Par ailleurs, Céline Couteau a décelé un composant imaginaire sur l’étiquette de l’un des produits testés: "En réalité, il s’agit d’un mélange de deux noms de filtres UV connus, avec lesquels on a créé un nom fantaisie, en mélangeant deux bouts de noms de filtres qui existent. Cela montre quand même l’incompétence des personnes qui ont nommé les ingrédients et se sont occupées de l’emballage de ce produit", explique-t-elle.
Stéphane Fontanet, Linda Bourget et Cyril Dépraz
Des contrôles réguliers, selon Temu
Interpelés, aucun des fabricants de ces produits n’ont réagi. En revanche, Temu affirme avoir immédiatement retiré les produits concernés et avoir demandé des certifications supplémentaires à leurs vendeurs.
La plateforme affirme par ailleurs respecter les normes de qualité et de sécurité et effectuer des contrôles réguliers.
Des douaniers démunis
Neuf mois après son lancement, le chiffre d’affaires de Temu en Suisse était estimé à 350 millions de francs. Le nombre de paquets livrés par jour se chiffre en dizaines de milliers.
En Suisse, c’est la douane qui est chargée d’empêcher l’entrée de produits illégaux ou nocifs. "Nous recherchons des stupéfiants et des armes, mais aussi des jouets avec des substances interdites ou des médicaments contrefaits qui peuvent être dangereux pour la santé", précise Lukas Koller, chef de la "Douane Bâle Sud", rencontré au nouveau centre de tri de La Poste à Pratteln.
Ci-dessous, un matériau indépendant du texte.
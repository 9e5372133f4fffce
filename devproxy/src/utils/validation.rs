//! Common validation utilities shared across modules

/// Check if a string is empty or only whitespace
pub fn is_empty_or_whitespace(s: &str) -> bool {
    s.trim().is_empty()
}

/// Validate that a hostname/domain doesn't contain invalid characters
pub fn validate_hostname_chars(hostname: &str) -> bool {
    !hostname.is_empty()
        && hostname.chars().all(|c| c.is_ascii_alphanumeric() || c == '.' || c == '-')
        && !hostname.starts_with('-')
        && !hostname.ends_with('-')
}

/// Validate a domain that is about to become a directory and file name in the certificate cache.
pub fn validate_certificate_domain(domain: &str) -> Result<(), String> {
    if !validate_hostname_chars(domain) {
        return Err(format!("'{}' contains characters that are not allowed in a hostname", domain));
    }
    if domain.len() > 253 {
        return Err("Domain is longer than 253 characters".to_string());
    }
    for label in domain.split('.') {
        if label.is_empty() || label.len() > 63 {
            return Err(format!("'{}' has an empty or over-long label", domain));
        }
    }
    Ok(())
}

/// The port the other scheme uses by default, when `port` is it.
pub fn colliding_default_port(scheme: &str, port: u16) -> Option<&'static str> {
    match (scheme, port) {
        ("http", 443) => Some("https"),
        ("https", 80) => Some("http"),
        _ => None,
    }
}
use crate::config::endpoints::Scheme;
use crate::config::types::ProxyConfig;
use crate::error::{Error, Result};
use crate::utils::validation::{colliding_default_port, is_empty_or_whitespace, validate_certificate_domain};
use log::warn;

impl ProxyConfig {
    /// Reject configurations that can never serve, and return advisory warnings for the rest.
    pub fn validate(&self) -> Result<Vec<String>> {
        let mut warnings = Vec::new();

        if self.settings.get_bind_address().is_none() {
            return Err(Error::configuration(format!("Invalid bind address: '{}'", self.settings.bind_address)));
        }

        if self.local.scheme() == Scheme::Https {
            validate_certificate_domain(self.local.domain()).map_err(Error::configuration)?;
            if is_empty_or_whitespace(&self.settings.ca_program) {
                return Err(Error::configuration("No certificate program configured for an HTTPS local URL"));
            }
            if is_empty_or_whitespace(&self.settings.cache_dir) {
                return Err(Error::configuration("No certificate cache directory configured for an HTTPS local URL"));
            }
        }

        #[allow(clippy::collapsible_if)]
        if let Some(port) = self.local.explicit_port() {
            if let Some(other) = colliding_default_port(self.local.scheme().as_str(), port) {
                warnings.push(format!(
                    "Serving {} on port {}, which is the default {} port; clients may try to speak {} to it",
                    self.local.scheme(),
                    port,
                    other,
                    other
                ));
            }
        }

        if !self.prefixes_correspond() {
            warnings.push(format!(
                "Local path '{}' differs from remote path '{}'; redirects from the remote will not be rewritten",
                self.local.path(),
                self.remote.path()
            ));
        }

        for warning in &warnings {
            warn!("{}", warning);
        }
        Ok(warnings)
    }
}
Un contrôle à 100% impossible
Les douaniers y procèdent à des contrôles visuels des colis mais font aussi recours à des chiens spécialement dressés pour détecter drogues ou explosifs, ainsi qu’à un scanner qui permet de lire les formes des objets à l’intérieur des colis et de détecter les éléments métalliques.
En tout, 160'000 paquets arrivent chaque jour à Pratteln. En une matinée, la douane, elle, ne peut en contrôler qu’un millier, 160 fois moins. De plus, les effectifs en personnels étant limités, les contrôles ne sont de loin pas quotidiens et se font de manière irrégulière. Alors que le nombre d’envois en provenance de Chine, lui, ne cesse d’augmenter.
"C’est de plus en plus compliqué pour nous. Nous faisons des contrôles basés sur les risques. Nous essayons de travailler le plus efficacement possible avec les données dont nous disposons", relève Lukas Koller, qui concède qu’un contrôle à 100% est impossible. "Cela créerait des kilomètres d'embouteillages. Votre commande mettrait trois ou quatre mois pour arriver chez vous, et vous ne seriez pas content non plus."